Mad Money

Like Love, Job Growth Conquers All

Cramer: Employment, the Elixir of Growth

Although stocks were initially under pressure amid ongoing jitters over theEuropean debt crisis, the markets were able to rebound and finish mixed Thursday thanks to a handful of employment reports that pointed to some encouraging news on the jobs front.

“Employment growth is kind of like love; it conquers all,” Cramer said on “Mad Money.” “You get hiring, you get spending. You get hiring, you've got demand. You get new jobs, you get more tax receipts. You create employment, you create wealth, happiness and a bull market that can transcend borders and blot out overseas woes.”

The number of planned layoffs at U.S. firms fell to its lowest level since June, according to the report from consultants Challenger, Gray & Christmas. Meanwhile, private sector employment climbed 325,000 in December, much stronger than expected, according to payrolls processor ADP . Finally, claims for unemployment benefits dropped by 15,000 last week to a seasonally adjusted 372,000, according to the Labor Department.

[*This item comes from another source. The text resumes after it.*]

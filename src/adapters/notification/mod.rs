//! Notification gateway adapters.

mod in_memory;

pub use in_memory::InMemoryNotificationGateway;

The three reports come ahead of Friday's all-important December non-farm payrolls report, a key indicator of whether the U.S. economic recovery is still on track. Economists expect a gain of 150,000 public and private sector jobs last month.

The jobs data was enough for stocks to rebound, but that’s not to say Europe’s debt crisis isn’t important or has gone away, Cramer said. It hasn’t. But job growth is incredibly important because, 1) When people get hired, they become more confident, 2) A more confident consumer means more spending on goods and services, which will benefit sectors across the board, 3) Small businesses are more likely to be created in a healthy job environment.

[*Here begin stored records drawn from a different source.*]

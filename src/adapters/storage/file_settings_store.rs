//! File-backed settings store adapter.
//!
//! One JSON document under the external key names (`daysOut`, `hourOfDay`,
//! ...). A missing file means defaults; unknown keys in an existing file
//! fall back per-field.

use async_trait::async_trait;
use std::path::PathBuf;
use tokio::fs;

use crate::domain::settings::ChoreSettings;
use crate::ports::{SettingsStore, SettingsStoreError};

/// File-backed settings store.
#[derive(Debug, Clone)]
pub struct FileSettingsStore {
    path: PathBuf,
}

impl FileSettingsStore {
    /// Creates a store reading and writing the given file.
    pub fn new(path: impl Into<PathBuf>) -> Self {
        Self { path: path.into() }
    }
}

#[async_trait]
impl SettingsStore for FileSettingsStore {
    async fn load(&self) -> Result<ChoreSettings, SettingsStoreError> {
        let contents = match fs::read_to_string(&self.path).await {
            Ok(contents) => contents,
            Err(e) if e.kind() == std::io::ErrorKind::NotFound => {
                return Ok(ChoreSettings::default());
            }
            Err(e) => return Err(SettingsStoreError::Load(e.to_string())),
        };

        serde_json::from_str(&contents).map_err(|e| SettingsStoreError::Load(e.to_string()))
    }

    async fn save(&self, settings: &ChoreSettings) -> Result<(), SettingsStoreError> {
        let contents = serde_json::to_string_pretty(settings)
            .map_err(|e| SettingsStoreError::Save(e.to_string()))?;

        if let Some(parent) = self.path.parent() {
            fs::create_dir_all(parent)
                .await
                .map_err(|e| SettingsStoreError::Save(e.to_string()))?;
        }

        let tmp = self.path.with_extension("tmp");
        fs::write(&tmp, contents)
            .await
            .map_err(|e| SettingsStoreError::Save(e.to_string()))?;
        fs::rename(&tmp, &self.path)
            .await
            .map_err(|e| SettingsStoreError::Save(e.to_string()))?;
        Ok(())
    }
}

#[cfg(test)]
mod tests {
    use super::*;
    use tempfile::tempdir;

    #[tokio::test]
    async fn missing_file_loads_defaults() {
        let dir = tempdir().unwrap();
        let store = FileSettingsStore::new(dir.path().join("settings.json"));

        assert_eq!(store.load().await.unwrap(), ChoreSettings::default());
    }

    #[tokio::test]
    async fn save_then_load_roundtrips() {
        let dir = tempdir().unwrap();
        let store = FileSettingsStore::new(dir.path().join("settings.json"));
        let settings = ChoreSettings {
            days_out: 3,
            hour_of_day: 8,
            notifications_enabled: true,
            ..ChoreSettings::default()
        };

        store.save(&settings).await.unwrap();

        assert_eq!(store.load().await.unwrap(), settings);
    }

    #[tokio::test]
    async fn file_uses_external_key_names() {
        let dir = tempdir().unwrap();
        let path = dir.path().join("settings.json");
        let store = FileSettingsStore::new(&path);

        store.save(&ChoreSettings::default()).await.unwrap();

        let raw: serde_json::Value =
            serde_json::from_str(&std::fs::read_to_string(&path).unwrap()).unwrap();
        assert_eq!(raw["daysOut"], 2);
        assert_eq!(raw["hourOfDay"], 17);
    }

    #[tokio::test]
    async fn partial_file_falls_back_per_field() {
        let dir = tempdir().unwrap();
        let path = dir.path().join("settings.json");
        std::fs::write(&path, "{\"remindersEnabled\": true}").unwrap();

        let settings = FileSettingsStore::new(&path).load().await.unwrap();

        assert!(settings.reminders_enabled);
        assert_eq!(settings.days_out, 2);
    }

    #[tokio::test]
    async fn corrupt_file_is_a_load_error() {
        let dir = tempdir().unwrap();
        let path = dir.path().join("settings.json");
        std::fs::write(&path, "not json").unwrap();

        let result = FileSettingsStore::new(&path).load().await;

        assert!(matches!(result, Err(SettingsStoreError::Load(_))));
    }
}
//! Persisted snapshot format for the file-backed cycle store.
//!
//! The store keeps one JSON document: a schema version plus the list of
//! cycle records. Records are held as raw JSON values until the snapshot
//! has been migrated to the current version; migration stages only ever
//! touch the identifier field, so everything else round-trips untouched.

use serde::{Deserialize, Serialize};
use serde_json::Value as JsonValue;

use crate::domain::cycle::Cycle;
use crate::domain::foundation::{CycleId, NotificationRef, ReminderRef, Timestamp};
use crate::ports::PersistenceError;

/// Schema version written by this build.
///
/// - v1: `{createdAt, scheduledAt, completedAt?, notificationRef?, reminderRef?}`
/// - v2: adds required unique `id`
/// - v3: `id` becomes a plain string with a generated default
pub const CURRENT_SCHEMA_VERSION: u32 = 3;

/// The on-disk document.
#[derive(Debug, Clone, Serialize, Deserialize)]
#[serde(rename_all = "camelCase")]
pub struct StoreSnapshot {
    pub schema_version: u32,
    pub cycles: Vec<JsonValue>,
}

impl StoreSnapshot {
    /// An empty snapshot at the current version.
    pub fn empty() -> Self {
        Self {
            schema_version: CURRENT_SCHEMA_VERSION,
            cycles: Vec::new(),
        }
    }
}

/// One cycle record at the current (v3) schema.
#[derive(Debug, Clone, Serialize, Deserialize)]
#[serde(rename_all = "camelCase")]
pub struct CycleRecord {
    pub id: String,
    pub created_at: Timestamp,
    pub scheduled_at: Timestamp,
    #[serde(default, skip_serializing_if = "Option::is_none")]
    pub completed_at: Option<Timestamp>,
    #[serde(default, skip_serializing_if = "Option::is_none")]
    pub notification_ref: Option<NotificationRef>,
    #[serde(default, skip_serializing_if = "Option::is_none")]
    pub reminder_ref: Option<ReminderRef>,
}

impl CycleRecord {
    /// Builds the record for a domain cycle.
    pub fn from_cycle(cycle: &Cycle) -> Self {
        Self {
            id: cycle.id().to_string(),
            created_at: cycle.created_at(),
            scheduled_at: cycle.scheduled_at(),
            completed_at: cycle.completed_at(),
            notification_ref: cycle.notification_ref().cloned(),
            reminder_ref: cycle.reminder_ref().cloned(),
        }
    }

    /// Reconstitutes the domain cycle.
    ///
    /// # Errors
    ///
    /// `Deserialization` when the stored identifier is not a UUID string.
    pub fn into_cycle(self) -> Result<Cycle, PersistenceError> {
        let id: CycleId = self
            .id
            .parse()
            .map_err(|e| PersistenceError::Deserialization(format!("bad cycle id: {e}")))?;
        Ok(Cycle::reconstitute(
            id,
            self.created_at,
            self.scheduled_at,
            self.completed_at,
            self.notification_ref,
            self.reminder_ref,
        ))
    }

    /// Parses a record from a migrated snapshot entry.
    pub fn from_json(value: JsonValue) -> Result<Self, PersistenceError> {
        serde_json::from_value(value)
            .map_err(|e| PersistenceError::Deserialization(e.to_string()))
    }

    /// Serializes the record for the snapshot.
    pub fn to_json(&self) -> Result<JsonValue, PersistenceError> {
        serde_json::to_value(self).map_err(|e| PersistenceError::Serialization(e.to_string()))
    }
}
//! Scheduling configuration - the calendar the due dates live in.

use serde::Deserialize;
use std::str::FromStr;

use super::error::ValidationError;

fn default_timezone() -> String {
    "UTC".to_string()
}

/// Timezone the scheduling engine computes in.
#[derive(Debug, Clone, Deserialize)]
pub struct SchedulingConfig {
    /// IANA timezone name, e.g. `America/New_York`.
    #[serde(default = "default_timezone")]
    pub timezone: String,
}

impl Default for SchedulingConfig {
    fn default() -> Self {
        Self {
            timezone: default_timezone(),
        }
    }
}

impl SchedulingConfig {
    /// Parses the configured timezone.
    pub fn timezone(&self) -> Result<chrono_tz::Tz, ValidationError> {
        chrono_tz::Tz::from_str(&self.timezone)
            .map_err(|_| ValidationError::UnknownTimezone(self.timezone.clone()))
    }

    /// Validates the timezone name.
    pub fn validate(&self) -> Result<(), ValidationError> {
        self.timezone().map(|_| ())
    }
}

“Growth means a system that's been left for dead, our banking system, gets revived because the sheer number of bad loans finally begins to shrink,” Cramer continued. “Capital gets built. The result? Our banks become healthier. Maybe even healthy enough to withstand or at least offset the weakness of the European banks and the potentially defaulting sovereign debt issuers.”

Before the market had job growth to turn to, it had nothing to counterweight Europe’s debt woes. So even as Europe’s problems are still significant, Cramer said they are less significant to the market because domestic banks have so much capital. And that’s a good thing.